ASCII, Unicode and UTF-8 finally found an article that fully understands

foreword

The underlying principle of NSDictionary and NSMutableArray (hash table and ring buffer)

Analysis of the whole process of CSRF defense in Django and the mechanism of middleware

Talk about NSInvocation and NSMethodSignature

Detailed JavaScript EventLoop

I usually like to write and read blogs, and I have always been a little confused about coding. I was surfing the Internet this afternoon, and I suddenly wanted to know more.

1.ASCII

We know that inside a computer, all information is ultimately a [binary] value.
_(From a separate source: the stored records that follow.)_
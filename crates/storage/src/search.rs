//! Flat vector search and BM25 full-text scoring over a table snapshot.

use std::collections::HashMap;

use arrow::array::{Array, AsArray};
use arrow::compute::kernels::cast::cast;
use arrow::datatypes::Float64Type;
use arrow::record_batch::RecordBatch;
use arrow_schema::DataType;
use vq_common::{Result, VqError};
use vq_execution::DistanceMetric;

/// BM25 term-frequency saturation.
pub const BM25_K1: f64 = 1.2;
/// BM25 length normalization.
pub const BM25_B: f64 = 0.75;

/// Distance between two equal-length vectors; lower is closer.
pub fn distance(metric: DistanceMetric, a: &[f64], b: &[f64]) -> f64 {
    match metric {
        DistanceMetric::L2 => a.iter().zip(b).map(|(x, y)| (x - y) * (x - y)).sum(),
        DistanceMetric::Cosine => {
            let (mut dot, mut norm_a, mut norm_b) = (0.0, 0.0, 0.0);
            for (x, y) in a.iter().zip(b) {
                dot += x * y;
                norm_a += x * x;
                norm_b += y * y;
            }
            let denom = norm_a.sqrt() * norm_b.sqrt();
            if denom < 1e-12 { 1.0 } else { 1.0 - dot / denom }
        }
        DistanceMetric::Dot => -a.iter().zip(b).map(|(x, y)| x * y).sum::<f64>(),
        DistanceMetric::Hamming => a.iter().zip(b).filter(|(x, y)| x != y).count() as f64,
    }
}

/// Pick the vector column: the named one, or the only fixed-size-list column.
pub fn resolve_vector_column(batch_schema: &arrow_schema::Schema, name: Option<&str>) -> Result<String> {
    let is_vector = |dt: &DataType| {
        matches!(dt, DataType::FixedSizeList(child, _)
            if matches!(child.data_type(), DataType::Float16 | DataType::Float32 | DataType::Float64 | DataType::UInt8 | DataType::Int8))
    };
    if let Some(name) = name {
        let field = batch_schema.field_with_name(name).map_err(|_| {
            VqError::MissingColumn(format!("vector column '{name}' does not exist"))
        })?;
        if !is_vector(field.data_type()) {
            return Err(VqError::InvalidInput(format!(
                "column '{name}' of type {} is not a vector column",
                field.data_type()
            )));
        }
        return Ok(name.to_string());
    }
    let candidates = batch_schema
        .fields()
        .iter()
        .filter(|f| is_vector(f.data_type()))
        .map(|f| f.name().clone())
        .collect::<Vec<_>>();
    match candidates.as_slice() {
        [only] => Ok(only.clone()),
        [] => Err(VqError::InvalidInput(
            "table has no vector column to search".to_string(),
        )),
        many => Err(VqError::InvalidInput(format!(
            "table has several vector columns ({}); name one with column()",
            many.join(", ")
        ))),
    }
}

/// Distance of every row of `column` to `query`; rows holding a null vector
/// get `None`.
pub fn vector_distances(
    batch: &RecordBatch,
    column: &str,
    query: &[f64],
    metric: DistanceMetric,
) -> Result<Vec<Option<f64>>> {
    let array = batch
        .column_by_name(column)
        .ok_or_else(|| VqError::MissingColumn(format!("vector column '{column}' does not exist")))?;
    let list = array.as_fixed_size_list_opt().ok_or_else(|| {
        VqError::InvalidInput(format!("column '{column}' is not a fixed-size list"))
    })?;
    let dim = list.value_length() as usize;
    if dim != query.len() {
        return Err(VqError::InvalidInput(format!(
            "query vector has {} elements but column '{column}' holds vectors of {dim}",
            query.len()
        )));
    }
    let values = cast(list.values(), &DataType::Float64)?;
    let values = values.as_primitive::<Float64Type>().values();
    Ok((0..list.len())
        .map(|row| {
            if list.is_null(row) {
                return None;
            }
            let start = list.value_offset(row) as usize;
            Some(distance(metric, &values[start..start + dim], query))
        })
        .collect())
}

/// Lowercase and split on anything that is not alphanumeric.
pub fn tokenize(text: &str) -> Vec<String> {
    text.split(|c: char| !c.is_alphanumeric())
        .filter(|t| !t.is_empty())
        .map(str::to_lowercase)
        .collect()
}

/// BM25 score of every row over the concatenated text of `columns`.
/// Rows that match no query term score `0.0`.
pub fn bm25_scores(batch: &RecordBatch, columns: &[String], query: &str) -> Result<Vec<f64>> {
    let query_terms = tokenize(query);
    let mut docs: Vec<Vec<String>> = vec![Vec::new(); batch.num_rows()];
    for name in columns {
        let array = batch
            .column_by_name(name)
            .ok_or_else(|| VqError::MissingColumn(format!("text column '{name}' does not exist")))?;
        let text = cast(array, &DataType::Utf8)?;
        for (row, value) in text.as_string::<i32>().iter().enumerate() {
            if let Some(value) = value {
                docs[row].extend(tokenize(value));
            }
        }
    }
    if query_terms.is_empty() || docs.is_empty() {
        return Ok(vec![0.0; docs.len()]);
    }

    let n = docs.len() as f64;
    let avgdl = (docs.iter().map(Vec::len).sum::<usize>() as f64 / n).max(1.0);
    let mut doc_freq: HashMap<&str, usize> = HashMap::new();
    for term in &query_terms {
        if doc_freq.contains_key(term.as_str()) {
            continue;
        }
        let df = docs.iter().filter(|d| d.iter().any(|t| t == term)).count();
        doc_freq.insert(term.as_str(), df);
    }

    Ok(docs
        .iter()
        .map(|doc| {
            let dl = doc.len() as f64;
            query_terms
                .iter()
                .map(|term| {
                    let df = doc_freq.get(term.as_str()).copied().unwrap_or(0) as f64;
                    let tf = doc.iter().filter(|t| *t == term).count() as f64;
                    if tf == 0.0 {
                        return 0.0;
                    }
                    let idf = ((n - df + 0.5) / (df + 0.5) + 1.0).ln();
                    idf * (tf * (BM25_K1 + 1.0)) / (tf + BM25_K1 * (1.0 - BM25_B + BM25_B * dl / avgdl))
                })
                .sum()
        })
        .collect())
}

#[cfg(test)]
mod tests {
    use std::sync::Arc;

    use arrow::array::{FixedSizeListArray, Float32Array, StringArray};
    use arrow::record_batch::RecordBatch;
    use arrow_schema::{DataType, Field, Schema};
    use vq_execution::DistanceMetric;

    use super::{bm25_scores, distance, resolve_vector_column, tokenize, vector_distances};

    fn vectors() -> RecordBatch {
        let item = Arc::new(Field::new("item", DataType::Float32, true));
        let values = Float32Array::from(vec![0.0, 0.0, 1.0, 0.0, 3.0, 4.0]);
        let list = FixedSizeListArray::try_new(item.clone(), 2, Arc::new(values), None).expect("fsl");
        let schema = Arc::new(Schema::new(vec![
            Field::new("vec", DataType::FixedSizeList(item, 2), true),
            Field::new("text", DataType::Utf8, true),
        ]));
        RecordBatch::try_new(
            schema,
            vec![
                Arc::new(list),
                Arc::new(StringArray::from(vec![
                    Some("the quick brown fox"),
                    Some("lazy dog"),
                    Some("Fox, fox and more FOX"),
                ])),
            ],
        )
        .expect("batch")
    }

    #[test]
    fn metrics_follow_lower_is_closer() {
        assert_eq!(distance(DistanceMetric::L2, &[0.0, 0.0], &[3.0, 4.0]), 25.0);
        assert!(distance(DistanceMetric::Cosine, &[1.0, 0.0], &[2.0, 0.0]).abs() < 1e-12);
        assert_eq!(distance(DistanceMetric::Dot, &[1.0, 2.0], &[3.0, 4.0]), -11.0);
        assert_eq!(distance(DistanceMetric::Hamming, &[1.0, 0.0, 1.0], &[1.0, 1.0, 0.0]), 2.0);
    }

    #[test]
    fn flat_search_over_fixed_size_lists() {
        let batch = vectors();
        let column = resolve_vector_column(&batch.schema(), None).expect("column");
        assert_eq!(column, "vec");
        let d = vector_distances(&batch, &column, &[1.0, 0.0], DistanceMetric::L2).expect("distances");
        assert_eq!(d, vec![Some(1.0), Some(0.0), Some(20.0)]);
        assert!(vector_distances(&batch, &column, &[1.0], DistanceMetric::L2).is_err());
    }

    #[test]
    fn bm25_prefers_higher_term_frequency() {
        assert_eq!(tokenize("Fox, fox!"), vec!["fox", "fox"]);
        let scores = bm25_scores(&vectors(), &["text".to_string()], "fox").expect("scores");
        assert_eq!(scores[1], 0.0);
        assert!(scores[2] > scores[0]);
        assert!(scores[0] > 0.0);
    }
}
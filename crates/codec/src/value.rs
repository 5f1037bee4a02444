//! Row-oriented value model.

use half::f16;
use indexmap::IndexMap;

/// One cell of a [`Row`].
///
/// Temporal variants carry the raw storage integer in the unit declared by the
/// field they are encoded into (days for `Date32`, milliseconds for `Date64`,
/// the field's time unit for `Time64`/`Timestamp`). `Decimal128` carries the
/// unscaled integer; precision and scale come from the field.
#[derive(Debug, Clone, PartialEq)]
pub enum Value {
    Null,
    Boolean(bool),
    Int8(i8),
    Int16(i16),
    Int32(i32),
    Int64(i64),
    UInt8(u8),
    UInt16(u16),
    UInt32(u32),
    UInt64(u64),
    Float16(f16),
    Float32(f32),
    Float64(f64),
    Utf8(String),
    Binary(Vec<u8>),
    Date32(i32),
    Date64(i64),
    Time64(i64),
    Timestamp(i64),
    Decimal128(i128),
    /// Homogeneous sequence of scalars; backs both list and fixed-size-list fields.
    List(Vec<Value>),
}

/// Ordered mapping of column name to value. Names are unique within a row.
pub type Row = IndexMap<String, Value>;

impl Value {
    pub fn is_null(&self) -> bool {
        matches!(self, Value::Null)
    }

    /// Short type label used in error messages.
    pub fn type_name(&self) -> &'static str {
        match self {
            Value::Null => "null",
            Value::Boolean(_) => "boolean",
            Value::Int8(_) => "int8",
            Value::Int16(_) => "int16",
            Value::Int32(_) => "int32",
            Value::Int64(_) => "int64",
            Value::UInt8(_) => "uint8",
            Value::UInt16(_) => "uint16",
            Value::UInt32(_) => "uint32",
            Value::UInt64(_) => "uint64",
            Value::Float16(_) => "float16",
            Value::Float32(_) => "float32",
            Value::Float64(_) => "float64",
            Value::Utf8(_) => "utf8",
            Value::Binary(_) => "binary",
            Value::Date32(_) => "date32",
            Value::Date64(_) => "date64",
            Value::Time64(_) => "time64",
            Value::Timestamp(_) => "timestamp",
            Value::Decimal128(_) => "decimal128",
            Value::List(_) => "list",
        }
    }

    pub fn as_str(&self) -> Option<&str> {
        match self {
            Value::Utf8(s) => Some(s),
            _ => None,
        }
    }

    pub fn as_u64(&self) -> Option<u64> {
        match self {
            Value::UInt64(v) => Some(*v),
            Value::UInt32(v) => Some(u64::from(*v)),
            Value::Int64(v) => u64::try_from(*v).ok(),
            Value::Int32(v) => u64::try_from(*v).ok(),
            _ => None,
        }
    }

    pub fn as_f64(&self) -> Option<f64> {
        match self {
            Value::Float16(v) => Some(v.to_f64()),
            Value::Float32(v) => Some(f64::from(*v)),
            Value::Float64(v) => Some(*v),
            _ => None,
        }
    }

    pub fn as_list(&self) -> Option<&[Value]> {
        match self {
            Value::List(items) => Some(items),
            _ => None,
        }
    }
}

macro_rules! impl_from_scalar {
    ($($ty:ty => $variant:ident),* $(,)?) => {
        $(
            impl From<$ty> for Value {
                fn from(v: $ty) -> Self {
                    Value::$variant(v)
                }
            }
        )*
    };
}

impl_from_scalar!(
    bool => Boolean,
    i8 => Int8,
    i16 => Int16,
    i32 => Int32,
    i64 => Int64,
    u8 => UInt8,
    u16 => UInt16,
    u32 => UInt32,
    u64 => UInt64,
    f16 => Float16,
    f32 => Float32,
    f64 => Float64,
    String => Utf8,
    Vec<u8> => Binary,
);

impl From<&str> for Value {
    fn from(v: &str) -> Self {
        Value::Utf8(v.to_string())
    }
}

impl From<Vec<f32>> for Value {
    fn from(v: Vec<f32>) -> Self {
        Value::List(v.into_iter().map(Value::Float32).collect())
    }
}

impl From<Vec<f64>> for Value {
    fn from(v: Vec<f64>) -> Self {
        Value::List(v.into_iter().map(Value::Float64).collect())
    }
}

impl<T: Into<Value>> From<Option<T>> for Value {
    fn from(v: Option<T>) -> Self {
        v.map(Into::into).unwrap_or(Value::Null)
    }
}

/// Builds a [`Row`] from `name => value` pairs.
#[macro_export]
macro_rules! row {
    ($($name:expr => $value:expr),* $(,)?) => {{
        let mut row = $crate::Row::new();
        $(row.insert($name.to_string(), $crate::Value::from($value));)*
        row
    }};
}
fn check_encodable(name: &str, data_type: &DataType, depth: usize) -> Result<()> {
    match data_type {
        DataType::FixedSizeList(child, _) | DataType::List(child) => {
            if depth > 0 {
                return Err(nested_list_error(name));
            }
            check_encodable(name, child.data_type(), depth + 1)
        }
        other if is_scalar_type(other) => Ok(()),
        other => Err(VqError::UnsupportedType(format!(
            "no array builder for field '{name}' of type {other}"
        ))),
    }
}

fn is_scalar_type(data_type: &DataType) -> bool {
    matches!(
        data_type,
        DataType::Boolean
            | DataType::Int8
            | DataType::Int16
            | DataType::Int32
            | DataType::Int64
            | DataType::UInt8
            | DataType::UInt16
            | DataType::UInt32
            | DataType::UInt64
            | DataType::Float16
            | DataType::Float32
            | DataType::Float64
            | DataType::Utf8
            | DataType::LargeUtf8
            | DataType::Binary
            | DataType::LargeBinary
            | DataType::Date32
            | DataType::Date64
            | DataType::Time64(_)
            | DataType::Timestamp(_, _)
            | DataType::Decimal128(_, _)
    )
}

fn nested_list_error(name: &str) -> VqError {
    VqError::NotSupported(format!(
        "field '{name}' nests lists more than one level deep"
    ))
}

fn mismatch(field: &Field, row: usize, value: &Value) -> VqError {
    VqError::TypeMismatch(format!(
        "field '{}' expects {} but row {row} holds {}",
        field.name(),
        field.data_type(),
        value.type_name()
    ))
}

fn collect_values<'a, T>(
    field: &Field,
    cells: &[Option<&'a Value>],
    pick: impl Fn(&'a Value) -> Option<T>,
) -> Result<Vec<Option<T>>> {
    cells
        .iter()
        .enumerate()
        .map(|(row, cell)| match cell {
            None => Ok(None),
            Some(v) => pick(v).map(Some).ok_or_else(|| mismatch(field, row, v)),
        })
        .collect()
}

macro_rules! primitive {
    ($field:expr, $cells:expr, $array:ty, $variant:ident) => {{
        let values = collect_values($field, $cells, |v| match v {
            Value::$variant(x) => Some(*x),
            _ => None,
        })?;
        Arc::new(<$array>::from(values)) as ArrayRef
    }};
}

fn build_array(
    field: &Field,
    cells: &[Option<&Value>],
    nullable: bool,
    depth: usize,
) -> Result<ArrayRef> {
    if !nullable {
        if let Some(row) = cells.iter().position(Option::is_none) {
            return Err(VqError::TypeMismatch(format!(
                "field '{}' is not nullable but row {row} has no value",
                field.name()
            )));
        }
    }

    let array: ArrayRef = match field.data_type() {
        DataType::Boolean => primitive!(field, cells, BooleanArray, Boolean),
        DataType::Int8 => primitive!(field, cells, Int8Array, Int8),
        DataType::Int16 => primitive!(field, cells, Int16Array, Int16),
        DataType::Int32 => primitive!(field, cells, Int32Array, Int32),
        DataType::Int64 => primitive!(field, cells, Int64Array, Int64),
        DataType::UInt8 => primitive!(field, cells, UInt8Array, UInt8),
        DataType::UInt16 => primitive!(field, cells, UInt16Array, UInt16),
        DataType::UInt32 => primitive!(field, cells, UInt32Array, UInt32),
        DataType::UInt64 => primitive!(field, cells, UInt64Array, UInt64),
        DataType::Float16 => primitive!(field, cells, Float16Array, Float16),
        DataType::Float32 => primitive!(field, cells, Float32Array, Float32),
        DataType::Float64 => primitive!(field, cells, Float64Array, Float64),
        DataType::Date32 => primitive!(field, cells, Date32Array, Date32),
        DataType::Date64 => primitive!(field, cells, Date64Array, Date64),
        DataType::Time64(TimeUnit::Microsecond) => {
            primitive!(field, cells, Time64MicrosecondArray, Time64)
        }
        DataType::Time64(TimeUnit::Nanosecond) => {
            primitive!(field, cells, Time64NanosecondArray, Time64)
        }
        DataType::Timestamp(unit, tz) => {
            let values = collect_values(field, cells, |v| match v {
                Value::Timestamp(x) => Some(*x),
                _ => None,
            })?;
            match unit {
                TimeUnit::Second => Arc::new(
                    TimestampSecondArray::from(values).with_timezone_opt(tz.clone()),
                ) as ArrayRef,
                TimeUnit::Millisecond => Arc::new(
                    TimestampMillisecondArray::from(values).with_timezone_opt(tz.clone()),
                ) as ArrayRef,
                TimeUnit::Microsecond => Arc::new(
                    TimestampMicrosecondArray::from(values).with_timezone_opt(tz.clone()),
                ) as ArrayRef,
                TimeUnit::Nanosecond => Arc::new(
                    TimestampNanosecondArray::from(values).with_timezone_opt(tz.clone()),
                ) as ArrayRef,
            }
        }
        DataType::Decimal128(precision, scale) => {
            let values = collect_values(field, cells, |v| match v {
                Value::Decimal128(x) => Some(*x),
                _ => None,
            })?;
            Arc::new(Decimal128Array::from(values).with_precision_and_scale(*precision, *scale)?)
        }
        DataType::Utf8 | DataType::LargeUtf8 => {
            let values = collect_values(field, cells, |v| match v {
                Value::Utf8(s) => Some(s.as_str()),
                _ => None,
            })?;
            if matches!(field.data_type(), DataType::Utf8) {
                Arc::new(values.into_iter().collect::<StringArray>())
            } else {
                Arc::new(values.into_iter().collect::<LargeStringArray>())
            }
        }
        DataType::Binary | DataType::LargeBinary => {
            let values = collect_values(field, cells, |v| match v {
                Value::Binary(b) => Some(b.as_slice()),
                _ => None,
            })?;
            if matches!(field.data_type(), DataType::Binary) {
                Arc::new(values.into_iter().collect::<BinaryArray>())
            } else {
                Arc::new(values.into_iter().collect::<LargeBinaryArray>())
            }
        }
        DataType::FixedSizeList(child, size) => {
            if depth > 0 {
                return Err(nested_list_error(field.name()));
            }
            let width = usize::try_from(*size).map_err(|_| {
                VqError::TypeMismatch(format!(
                    "field '{}' declares a negative list size",
                    field.name()
                ))
            })?;
            let items = list_items(field, cells, Some(width))?;
            // Every row owns exactly `width` child slots, null rows included.
            let mut flat = Vec::with_capacity(cells.len() * width);
            for row in &items {
                match row {
                    Some(values) => flat.extend(values.iter().map(|v| (!v.is_null()).then_some(v))),
                    None => flat.extend(std::iter::repeat_n(None, width)),
                }
            }
            let values = build_array(child, &flat, true, depth + 1)?;
            Arc::new(FixedSizeListArray::try_new(
                child.clone(),
                *size,
                values,
                row_validity(&items),
            )?)
        }
        DataType::List(child) => {
            if depth > 0 {
                return Err(nested_list_error(field.name()));
            }
            let items = list_items(field, cells, None)?;
            let lengths = items.iter().map(|row| row.map_or(0, <[Value]>::len));
            let offsets = OffsetBuffer::<i32>::from_lengths(lengths);
            let flat = items
                .iter()
                .flatten()
                .flat_map(|values| values.iter().map(|v| (!v.is_null()).then_some(v)))
                .collect::<Vec<_>>();
            let values = build_array(child, &flat, true, depth + 1)?;
            Arc::new(ListArray::try_new(
                child.clone(),
                offsets,
                values,
                row_validity(&items),
            )?)
        }
        other => {
            return Err(VqError::UnsupportedType(format!(
                "no array builder for field '{}' of type {other}",
                field.name()
            )));
        }
    };
    Ok(array)
}
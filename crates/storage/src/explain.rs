//! Human-readable plans for query requests.

use vq_common::Result;
use vq_execution::{
    DistanceMetric, IndexKind, PlanRequest, QueryRequest, ScoreColumn, output_schema,
};

use crate::catalog::StoredTable;
use crate::filter::Predicate;
use crate::search::resolve_vector_column;
use crate::stats::TableStats;

/// Render the plan of `request` against `table` as indented text.
///
/// The request is validated the same way execution would validate it, so an
/// invalid filter or projection fails here too.
pub fn explain_request(
    name: &str,
    table: &StoredTable,
    request: &PlanRequest,
    verbose: bool,
) -> Result<String> {
    let (base, score) = match request {
        PlanRequest::Query(q) => (q, ScoreColumn::for_request(q, false)),
        PlanRequest::Vector(v) => (&v.base, ScoreColumn::Distance),
    };
    let schema = output_schema(&table.schema, base, score)?;
    let filter = base.filter.as_deref().map(Predicate::parse).transpose()?;

    let mut lines = Vec::new();
    let columns = schema
        .fields()
        .iter()
        .map(|f| f.name().as_str())
        .collect::<Vec<_>>();
    lines.push(format!("Projection columns=[{}]", columns.join(", ")));
    if base.limit > 0 {
        lines.push(format!("Limit n={}", base.limit));
    }
    match request {
        PlanRequest::Vector(v) => {
            let column = resolve_vector_column(&table.data.schema(), v.column.as_deref())?;
            let index = match table.index_on(&column) {
                Some(idx) if idx.kind == IndexKind::IvfPq => idx.name.as_str(),
                _ => "flat",
            };
            lines.push(format!(
                "KnnSearch column={column} metric={} k={} nprobes={} refine_factor={} index={index}",
                v.metric.unwrap_or(DistanceMetric::L2).name(),
                v.base.limit,
                v.nprobes,
                v.refine_factor
                    .map_or_else(|| "none".to_string(), |f| f.to_string()),
            ));
        }
        PlanRequest::Query(QueryRequest {
            full_text: Some(text),
            ..
        }) => {
            let columns = fts_columns(table);
            lines.push(format!(
                "FullTextSearch query='{text}' columns=[{}] scorer=bm25",
                columns.join(", ")
            ));
        }
        PlanRequest::Query(_) => {}
    }
    if let Some(filter) = &filter {
        lines.push(format!("Filter {filter}"));
    }
    lines.push(format!("TableScan table={name}"));

    let mut out = String::new();
    for (depth, line) in lines.iter().enumerate() {
        let pad = "  ".repeat(depth);
        out.push_str(&format!("{pad}{line}\n"));
    }
    if verbose {
        let pad = "  ".repeat(lines.len());
        let stats = TableStats::of(table);
        out.push_str(&format!("{pad}rows={} bytes={}\n", stats.rows, stats.bytes));
        out.push_str(&format!("{pad}batch_size={}\n", base.batch_size));
        for idx in &table.indices {
            out.push_str(&format!(
                "{pad}index {} kind={:?} columns=[{}]\n",
                idx.name,
                idx.kind,
                idx.columns.join(", ")
            ));
        }
        for field in schema.fields() {
            out.push_str(&format!(
                "{pad}output {}: {} nullable={}\n",
                field.name(),
                field.data_type(),
                field.is_nullable()
            ));
        }
    }
    Ok(out)
}

/// Columns covered by a full-text index.
pub fn fts_columns(table: &StoredTable) -> Vec<String> {
    table
        .indices
        .iter()
        .filter(|idx| idx.kind == IndexKind::Fts)
        .flat_map(|idx| idx.columns.iter().cloned())
        .collect()
}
Each binary bit (bit) has two states of 0 and 1, so eight binary bits can be combined into 256 states, which is called a byte (byte). That is to say, a byte can be used to represent a total of 256 different states, each state corresponds to a symbol, that is, 256 symbols, from 00000000 to 11111111.
In the 1960s, the United States formulated a set of character codes, which uniformly stipulated the relationship between English characters and binary bits. This is called ASCII code and is still used today.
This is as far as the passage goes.